*BRIEF*. Set down each record exactly as written.

──────── TASK DATA ────────

use std::sync::atomic::{AtomicBool, Ordering};
use std::sync::Arc;
use std::time::Duration;

/// The order in which pending path edges are taken from the worklist.
/// Results do not depend on it, only the amount of work does.
#[derive(Copy, Clone, PartialEq, Eq, Debug, Default)]
pub enum WorklistOrder {
    #[default]
    Fifo,
    Lifo,
}

#[derive(Clone, Debug)]
pub struct SolverConfig {
    pub worklist_order: WorklistOrder,
    /// Keep Λ alive across every flow function, whether the problem returns it or not.
    pub auto_add_zero: bool,
    /// Run the value phase after the fixpoint. Without it every reached fact
    /// reports the top value.
    pub compute_values: bool,
    /// Record the exploded supergraph edges the flow functions produced.
    pub record_esg: bool,
    /// Record which facts were merged into each other and the caller facts
    /// callee entry facts were bound from.
    pub track_neighbors: bool,
    /// Probe every join of edge functions and values for monotonicity and fail
    /// the run on a violation.
    pub check_monotonicity: bool,
    pub max_iterations: Option<u64>,
    pub timeout: Option<Duration>,
}

impl Default for SolverConfig {
    fn default() -> Self {
        SolverConfig {
            worklist_order: WorklistOrder::Fifo,
            auto_add_zero: true,
            compute_values: true,
            record_esg: false,
            track_neighbors: false,
            check_monotonicity: cfg!(debug_assertions),
            max_iterations: None,
            timeout: None,
        }
    }
}

impl SolverConfig {
    pub fn with_worklist_order(mut self, order: WorklistOrder) -> Self {
        self.worklist_order = order;
        self
    }

    pub fn with_compute_values(mut self, compute_values: bool) -> Self {
        self.compute_values = compute_values;
        self
    }

    pub fn with_auto_add_zero(mut self, auto_add_zero: bool) -> Self {
        self.auto_add_zero = auto_add_zero;
        self
    }

    pub fn with_esg_recording(mut self, record_esg: bool) -> Self {
        self.record_esg = record_esg;
        self
    }

    pub fn with_neighbor_tracking(mut self, track_neighbors: bool) -> Self {
        self.track_neighbors = track_neighbors;
        self
    }

    pub fn with_monotonicity_check(mut self, check_monotonicity: bool) -> Self {
        self.check_monotonicity = check_monotonicity;
        self
    }

    pub fn with_max_iterations(mut self, max_iterations: u64) -> Self {
        self.max_iterations = Some(max_iterations);
        self
    }

    pub fn with_timeout(mut self, timeout: Duration) -> Self {
        self.timeout = Some(timeout);
        self
    }
}

/// Cooperative cancellation, checked once per worklist iteration.
#[derive(Clone, Debug, Default)]
pub struct CancellationToken(Arc<AtomicBool>);

impl CancellationToken {
    pub fn new() -> Self {
        Self::default()
    }

    pub fn cancel(&self) {
        self.0.store(true, Ordering::Relaxed);
    }

    pub fn is_cancelled(&self) -> bool {
        self.0.load(Ordering::Relaxed)
    }
}

#[derive(Copy, Clone, PartialEq, Eq, Debug)]
pub enum StopReason {
    Cancelled,
    Timeout,
    IterationLimit,
}

/// Whether the fixpoint was reached. Results of an incomplete run are a
/// partial under-approximation.
#[derive(Copy, Clone, PartialEq, Eq, Debug)]
pub enum SolverStatus {
    Complete,
    Incomplete(StopReason),
}

impl SolverStatus {
    pub fn is_complete(&self) -> bool {
        matches!(self, SolverStatus::Complete)
    }
}

#[cfg(test)]
mod tests {
    use super::*;

    use test_log::test;

    #[test]
    fn test_cancellation_is_shared_between_clones() {
        let token = CancellationToken::new();
        let handle = token.clone();
        assert!(!token.is_cancelled());
        handle.cancel();
        assert!(token.is_cancelled());
    }

    #[test]
    fn test_builder_overrides_defaults() {
        let config = SolverConfig::default()
            .with_worklist_order(WorklistOrder::Lifo)
            .with_compute_values(false)
            .with_max_iterations(10)
            .with_timeout(Duration::from_millis(5));
        assert_eq!(config.worklist_order, WorklistOrder::Lifo);
        assert!(!config.compute_values);
        assert!(config.auto_add_zero);
        assert_eq!(config.max_iterations, Some(10));
        assert_eq!(config.timeout, Some(Duration::from_millis(5)));
    }
}
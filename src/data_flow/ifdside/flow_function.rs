//! Building blocks for flow functions.
//!
//! Flow functions map one incoming fact to the facts holding afterwards
//! (`D → 2^D`). These helpers cover the shapes most problems are made of.

/// `f(d) = {d}`
pub fn identity<D: Clone>(source: &D) -> Vec<D> {
    vec![source.clone()]
}

/// `f(d) = ∅`
pub fn kill_all<D>() -> Vec<D> {
    vec![]
}

/// Keeps `source` and, if it equals `trigger`, adds `generated`.
pub fn generate<D, I>(source: &D, trigger: &D, generated: I) -> Vec<D>
where
    D: Clone + PartialEq,
    I: IntoIterator<Item = D>,
{
    let mut facts = vec![source.clone()];
    if source == trigger {
        facts.extend(generated.into_iter().filter(|fact| fact != source));
    }
    facts
}

/// Drops `source` if it is one of `killed`, keeps it otherwise.
pub fn kill<D: Clone + PartialEq>(source: &D, killed: &[D]) -> Vec<D> {
    if killed.contains(source) {
        vec![]
    } else {
        vec![source.clone()]
    }
}

/// Maps `source` to every `to` paired with it in `mapping`; facts without a
/// pair do not flow. Used for parameter and result binding.
pub fn transfer<D: Clone + PartialEq>(source: &D, mapping: &[(D, D)]) -> Vec<D> {
    mapping
        .iter()
        .filter(|(from, _)| from == source)
        .map(|(_, to)| to.clone())
        .collect()
}

/// Attaches the same edge function to every fact.
pub fn with_weight<D, W: Clone>(facts: Vec<D>, weight: W) -> Vec<(D, W)> {
    facts.into_iter().map(|fact| (fact, weight.clone())).collect()
}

────────

*ANSWER BOX*.
use std::sync::atomic::{AtomicBool, Ordering};
use std::sync::Arc;
use std::time::Duration;

/// The order in which pending path edges are taken from the worklist.
/// Results do not depend on it, only the amount of work does.
#[derive(Copy, Clone, PartialEq, Eq, Debug, Default)]
pub enum WorklistOrder {
    #[default]
    Fifo,
    Lifo,
}

#[derive(Clone, Debug)]
pub struct SolverConfig {
    pub worklist_order: WorklistOrder,
    /// Keep Λ alive across every flow function, whether the problem returns it or not.
    pub auto_add_zero: bool,
    /// Run the value phase after the fixpoint. Without it every reached fact
    /// reports the top value.
    pub compute_values: bool,
    /// Record the exploded supergraph edges the flow functions produced.
    pub record_esg: bool,
    /// Record which facts were merged into each other and the caller facts
    /// callee entry facts were bound from.
    pub track_neighbors: bool,
    /// Probe every join of edge functions and values for monotonicity and fail
    /// the run on a violation.
    pub check_monotonicity: bool,
    pub max_iterations: Option<u64>,
    pub timeout: Option<Duration>,
}

impl Default for SolverConfig {
    fn default() -> Self {
        SolverConfig {
            worklist_order: WorklistOrder::Fifo,
            auto_add_zero: true,
            compute_values: true,
            record_esg: false,
            track_neighbors: false,
            check_monotonicity: cfg!(debug_assertions),
            max_iterations: None,
            timeout: None,
        }
    }
}

impl SolverConfig {
    pub fn with_worklist_order(mut self, order: WorklistOrder) -> Self {
        self.worklist_order = order;
        self
    }

    pub fn with_compute_values(mut self, compute_values: bool) -> Self {
        self.compute_values = compute_values;
        self
    }

    pub fn with_auto_add_zero(mut self, auto_add_zero: bool) -> Self {
        self.auto_add_zero = auto_add_zero;
        self
    }

    pub fn with_esg_recording(mut self, record_esg: bool) -> Self {
        self.record_esg = record_esg;
        self
    }

    pub fn with_neighbor_tracking(mut self, track_neighbors: bool) -> Self {
        self.track_neighbors = track_neighbors;
        self
    }

    pub fn with_monotonicity_check(mut self, check_monotonicity: bool) -> Self {
        self.check_monotonicity = check_monotonicity;
        self
    }

    pub fn with_max_iterations(mut self, max_iterations: u64) -> Self {
        self.max_iterations = Some(max_iterations);
        self
    }

    pub fn with_timeout(mut self, timeout: Duration) -> Self {
        self.timeout = Some(timeout);
        self
    }
}

/// Cooperative cancellation, checked once per worklist iteration.
#[derive(Clone, Debug, Default)]
pub struct CancellationToken(Arc<AtomicBool>);

impl CancellationToken {
    pub fn new() -> Self {
        Self::default()
    }

    pub fn cancel(&self) {
        self.0.store(true, Ordering::Relaxed);
    }

    pub fn is_cancelled(&self) -> bool {
        self.0.load(Ordering::Relaxed)
    }
}

#[derive(Copy, Clone, PartialEq, Eq, Debug)]
pub enum StopReason {
    Cancelled,
    Timeout,
    IterationLimit,
}

/// Whether the fixpoint was reached. Results of an incomplete run are a
/// partial under-approximation.
#[derive(Copy, Clone, PartialEq, Eq, Debug)]
pub enum SolverStatus {
    Complete,
    Incomplete(StopReason),
}

impl SolverStatus {
    pub fn is_complete(&self) -> bool {
        matches!(self, SolverStatus::Complete)
    }
}

#[cfg(test)]
mod tests {
    use super::*;

    use test_log::test;

    #[test]
    fn test_cancellation_is_shared_between_clones() {
        let token = CancellationToken::new();
        let handle = token.clone();
        assert!(!token.is_cancelled());
        handle.cancel();
        assert!(token.is_cancelled());
    }

    #[test]
    fn test_builder_overrides_defaults() {
        let config = SolverConfig::default()
            .with_worklist_order(WorklistOrder::Lifo)
            .with_compute_values(false)
            .with_max_iterations(10)
            .with_timeout(Duration::from_millis(5));
        assert_eq!(config.worklist_order, WorklistOrder::Lifo);
        assert!(!config.compute_values);
        assert!(config.auto_add_zero);
        assert_eq!(config.max_iterations, Some(10));
        assert_eq!(config.timeout, Some(Duration::from_millis(5)));
    }
}
filename src/data_flow/ifdside/flow_function.rs
//! Building blocks for flow functions.
//!
//! Flow functions map one incoming fact to the facts holding afterwards
//! (`D → 2^D`). These helpers cover the shapes most problems are made of.

/// `f(d) = {d}`
pub fn identity<D: Clone>(source: &D) -> Vec<D> {
    vec![source.clone()]
}

/// `f(d) = ∅`
pub fn kill_all<D>() -> Vec<D> {
    vec![]
}

/// Keeps `source` and, if it equals `trigger`, adds `generated`.
pub fn generate<D, I>(source: &D, trigger: &D, generated: I) -> Vec<D>
where
    D: Clone + PartialEq,
    I: IntoIterator<Item = D>,
{
    let mut facts = vec![source.clone()];
    if source == trigger {
        facts.extend(generated.into_iter().filter(|fact| fact != source));
    }
    facts
}

/// Drops `source` if it is one of `killed`, keeps it otherwise.
pub fn kill<D: Clone + PartialEq>(source: &D, killed: &[D]) -> Vec<D> {
    if killed.contains(source) {
        vec![]
    } else {
        vec![source.clone()]
    }
}

/// Maps `source` to every `to` paired with it in `mapping`; facts without a
/// pair do not flow. Used for parameter and result binding.
pub fn transfer<D: Clone + PartialEq>(source: &D, mapping: &[(D, D)]) -> Vec<D> {
    mapping
        .iter()
        .filter(|(from, _)| from == source)
        .map(|(_, to)| to.clone())
        .collect()
}

/// Attaches the same edge function to every fact.
pub fn with_weight<D, W: Clone>(facts: Vec<D>, weight: W) -> Vec<(D, W)> {
    facts.into_iter().map(|fact| (fact, weight.clone())).collect()
}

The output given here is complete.